Aim of the task: Look through the material for lines with the word "html", and copy each one.

Excerpted records:

---+---

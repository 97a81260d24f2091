// Copyright (c) The cycle-runner Contributors
// SPDX-License-Identifier: MIT OR Apache-2.0

//! The test cycle engine.
//!
//! The main structure in this module is [`TestCycleRunner`].

mod imp;
mod plan;

pub use imp::*;
pub use plan::{CasePlan, ExecutionState, SetupPlan};
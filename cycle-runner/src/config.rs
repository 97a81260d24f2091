// Copyright (c) The cycle-runner Contributors
// SPDX-License-Identifier: MIT OR Apache-2.0

//! Cycle configuration.
//!
//! Parsing declarative test definitions and credentials is the enclosing
//! config loader's job; this module only defines the inputs the engine
//! consumes. All fields derive serde so the loader can deserialize them
//! directly.

use crate::{cleanup::DEFAULT_POLL_INTERVAL, provision::EnvironmentSpec};
use camino::{Utf8Path, Utf8PathBuf};
use serde::{Deserialize, Serialize};
use std::{collections::BTreeSet, time::Duration};

/// Configuration for one test cycle.
#[derive(Clone, Debug, Serialize, Deserialize)]
pub struct CycleConfig {
    /// The cycle name, used as the suite name in reports.
    pub cycle_name: String,

    /// The environment to provision and test against.
    pub environment: EnvironmentSpec,

    /// Priorities accepted by selection. `None` accepts every priority.
    #[serde(default)]
    pub accepted_priorities: Option<BTreeSet<u8>>,

    /// Whether consecutive test cases share one provisioned environment
    /// instead of provisioning one each.
    #[serde(default)]
    pub economy_mode: bool,

    /// Interval between polls while draining outstanding cleanup tasks.
    #[serde(default = "default_poll_interval")]
    pub cleanup_poll_interval: Duration,

    /// Directory the report artifacts are written to.
    pub output_dir: Utf8PathBuf,
}

fn default_poll_interval() -> Duration {
    DEFAULT_POLL_INTERVAL
}

impl CycleConfig {
    /// Creates a configuration with default selection (all priorities),
    /// economy mode off, and the default cleanup poll interval.
    pub fn new(
        cycle_name: impl Into<String>,
        environment: EnvironmentSpec,
        output_dir: impl Into<Utf8PathBuf>,
    ) -> Self {
        Self {
            cycle_name: cycle_name.into(),
            environment,
            accepted_priorities: None,
            economy_mode: false,
            cleanup_poll_interval: DEFAULT_POLL_INTERVAL,
            output_dir: output_dir.into(),
        }
    }

    /// Sets the accepted priority set.
    pub fn set_accepted_priorities(
        &mut self,
        priorities: impl IntoIterator<Item = u8>,
    ) -> &mut Self {
        self.accepted_priorities = Some(priorities.into_iter().collect());
        self
    }

    /// Enables or disables economy mode.
    pub fn set_economy_mode(&mut self, economy_mode: bool) -> &mut Self {
        self.economy_mode = economy_mode;
        self
    }

    /// Sets the cleanup drain poll interval.
    pub fn set_cleanup_poll_interval(&mut self, interval: Duration) -> &mut Self {
        self.cleanup_poll_interval = interval;
        self
    }

    /// The path of the structured suite/case report.
    pub fn junit_path(&self) -> Utf8PathBuf {
        self.output_dir.join("junit.xml")
    }

    /// The path of the narrative summary artifact.
    pub fn summary_path(&self) -> Utf8PathBuf {
        self.output_dir.join("summary.html")
    }

    /// The platform test cases are matched against.
    pub fn platform(&self) -> &str {
        &self.environment.platform
    }

    /// The report output directory.
    pub fn output_dir(&self) -> &Utf8Path {
        &self.output_dir
    }
}

#[cfg(test)]
mod tests {
    use super::*;
    use pretty_assertions::assert_eq;

    fn spec() -> EnvironmentSpec {
        EnvironmentSpec {
            name: "lab".to_owned(),
            image: "ubuntu-lts".to_owned(),
            platform: "azure".to_owned(),
        }
    }

    #[test]
    fn defaults() {
        let config = CycleConfig::new("nightly", spec(), "out");
        assert_eq!(config.accepted_priorities, None);
        assert!(!config.economy_mode);
        assert_eq!(config.cleanup_poll_interval, DEFAULT_POLL_INTERVAL);
        assert_eq!(config.junit_path(), Utf8PathBuf::from("out/junit.xml"));
        assert_eq!(config.summary_path(), Utf8PathBuf::from("out/summary.html"));
    }

    #[test]
    fn setters() {
        let mut config = CycleConfig::new("nightly", spec(), "out");
        config
            .set_accepted_priorities([0, 1])
            .set_economy_mode(true)
            .set_cleanup_poll_interval(Duration::from_secs(5));
        assert_eq!(
            config.accepted_priorities,
            Some([0, 1].into_iter().collect())
        );
        assert!(config.economy_mode);
        assert_eq!(config.cleanup_poll_interval, Duration::from_secs(5));
    }
}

---+---

The completed task:
        self.output_dir.join("summary.html")
        assert_eq!(config.summary_path(), Utf8PathBuf::from("out/summary.html"));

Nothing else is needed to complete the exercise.